__What you need to do__: Word for word, restate every record.

Records drawn from a dataset
use std::num::NonZero;
use std::ptr::NonNull;

use crate::BlockCoordinates;

/// Handle to one block allocated from a [`PagedPool`][crate::PagedPool].
///
/// The handle acts as the key for returning the block to the pool via
/// [`release()`][crate::PagedPool::release] and supplies a pointer to the block's payload via
/// [`ptr()`](Self::ptr). The payload is [`size()`](Self::size) bytes long, aligned to the
/// machine word, and starts out uninitialized.
///
/// Handles are [`Copy`]: the pool hands out the same handle again from its cursors and
/// iterators. Each handle records the generation of the slot it was allocated from, so the pool
/// can tell a stale handle apart from a newer block that reuses the same memory. Releasing a
/// handle twice, into the wrong pool, or after its memory was retired or handed out again is
/// reported as an [`Error`][crate::Error].
///
/// # Examples
///
/// ```
/// use paged_pool::{GrowthPolicy, PagedPool};
/// use new_zealand::nz;
///
/// let mut pool = PagedPool::new(size_of::<u64>(), nz!(32), GrowthPolicy::Double).unwrap();
///
/// let block = pool.allocate().unwrap();
///
/// // SAFETY: The payload is at least 8 bytes, word-aligned and ours until released.
/// unsafe {
///     block.ptr().cast::<u64>().write(0xfeed_face);
///     assert_eq!(block.ptr().cast::<u64>().read(), 0xfeed_face);
/// }
///
/// pool.release(block);
/// ```
///
/// # Thread safety
///
/// The handle is thread-safe ([`Send`] + [`Sync`]). It only carries the address of the payload;
/// every access through that address already requires `unsafe` code that must uphold the
/// pool's single-owner discipline.
#[derive(Clone, Copy, Debug, Eq, Hash, PartialEq)]
pub struct Block {
    /// Ensures this handle can only be returned to the pool it came from.
    pub(crate) pool_id: u64,

    pub(crate) coordinates: BlockCoordinates,

    ptr: NonNull<u8>,

    size: NonZero<usize>,
}

impl Block {
    #[must_use]
    pub(crate) fn new(
        pool_id: u64,
        coordinates: BlockCoordinates,
        ptr: NonNull<u8>,
        size: NonZero<usize>,
    ) -> Self {
        Self {
            pool_id,
            coordinates,
            ptr,
            size,
        }
    }

    /// Returns a pointer to the payload of the block.
    ///
    /// The pointer is valid for reads and writes of [`size()`](Self::size) bytes from the
    /// moment the block is allocated until it is released or the pool is dropped.
    #[must_use]
    #[inline]
    pub fn ptr(&self) -> NonNull<u8> {
        self.ptr
    }

    /// Returns the payload size of the block in bytes.
    ///
    /// This is the block size of the pool, which may be larger than the size originally
    /// requested because block sizes are rounded up to whole machine words.
    #[must_use]
    #[inline]
    pub fn size(&self) -> usize {
        self.size.get()
    }
}

// SAFETY: The handle is an address and a key. It never dereferences the address itself;
// callers who do must use unsafe code and take responsibility for synchronization.
unsafe impl Send for Block {}

// SAFETY: See above, the handle exposes no shared state through `&Block`.
unsafe impl Sync for Block {}

#[cfg(test)]
#[cfg_attr(coverage_nightly, coverage(off))]
mod tests {
    use static_assertions::assert_impl_all;

    use super::*;

    assert_impl_all!(Block: Send, Sync, Copy, std::fmt::Debug, Eq, std::hash::Hash);
}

__The answer__:
use std::num::NonZero;
use std::ptr::NonNull;

use crate::BlockCoordinates;

/// Handle to one block allocated from a [`PagedPool`][crate::PagedPool].
///
/// The handle acts as the key for returning the block to the pool via
/// [`release()`][crate::PagedPool::release] and supplies a pointer to the block's payload via
/// [`ptr()`](Self::ptr). The payload is [`size()`](Self::size) bytes long, aligned to the
/// machine word, and starts out uninitialized.
///
/// Handles are [`Copy`]: the pool hands out the same handle again from its cursors and
/// iterators. Each handle records the generation of the slot it was allocated from, so the pool
/// can tell a stale handle apart from a newer block that reuses the same memory. Releasing a
/// handle twice, into the wrong pool, or after its memory was retired or handed out again is
/// reported as an [`Error`][crate::Error].
///
/// # Examples
///
/// ```
/// use paged_pool::{GrowthPolicy, PagedPool};
/// use new_zealand::nz;
///
/// let mut pool = PagedPool::new(size_of::<u64>(), nz!(32), GrowthPolicy::Double).unwrap();
///
/// let block = pool.allocate().unwrap();
///
/// // SAFETY: The payload is at least 8 bytes, word-aligned and ours until released.
/// unsafe {
///     block.ptr().cast::<u64>().write(0xfeed_face);
///     assert_eq!(block.ptr().cast::<u64>().read(), 0xfeed_face);
/// }
///
/// pool.release(block);
/// ```
///
/// # Thread safety
///
/// The handle is thread-safe ([`Send`] + [`Sync`]). It only carries the address of the payload;
/// every access through that address already requires `unsafe` code that must uphold the
/// pool's single-owner discipline.
#[derive(Clone, Copy, Debug, Eq, Hash, PartialEq)]
pub struct Block {
    /// Ensures this handle can only be returned to the pool it came from.
    pub(crate) pool_id: u64,

    pub(crate) coordinates: BlockCoordinates,

    ptr: NonNull<u8>,

    size: NonZero<usize>,
}

impl Block {
    #[must_use]
    pub(crate) fn new(
        pool_id: u64,
        coordinates: BlockCoordinates,
        ptr: NonNull<u8>,
        size: NonZero<usize>,
    ) -> Self {
        Self {
            pool_id,
            coordinates,
            ptr,
            size,
        }
    }

    /// Returns a pointer to the payload of the block.
    ///
    /// The pointer is valid for reads and writes of [`size()`](Self::size) bytes from the
    /// moment the block is allocated until it is released or the pool is dropped.
    #[must_use]
    #[inline]
    pub fn ptr(&self) -> NonNull<u8> {
        self.ptr
    }

    /// Returns the payload size of the block in bytes.
    ///
    /// This is the block size of the pool, which may be larger than the size originally
    /// requested because block sizes are rounded up to whole machine words.
    #[must_use]
    #[inline]
    pub fn size(&self) -> usize {
        self.size.get()
    }
}

// SAFETY: The handle is an address and a key. It never dereferences the address itself;
// callers who do must use unsafe code and take responsibility for synchronization.
unsafe impl Send for Block {}

// SAFETY: See above, the handle exposes no shared state through `&Block`.
unsafe impl Sync for Block {}

#[cfg(test)]
#[cfg_attr(coverage_nightly, coverage(off))]
mod tests {
    use static_assertions::assert_impl_all;

    use super::*;

    assert_impl_all!(Block: Send, Sync, Copy, std::fmt::Debug, Eq, std::hash::Hash);
}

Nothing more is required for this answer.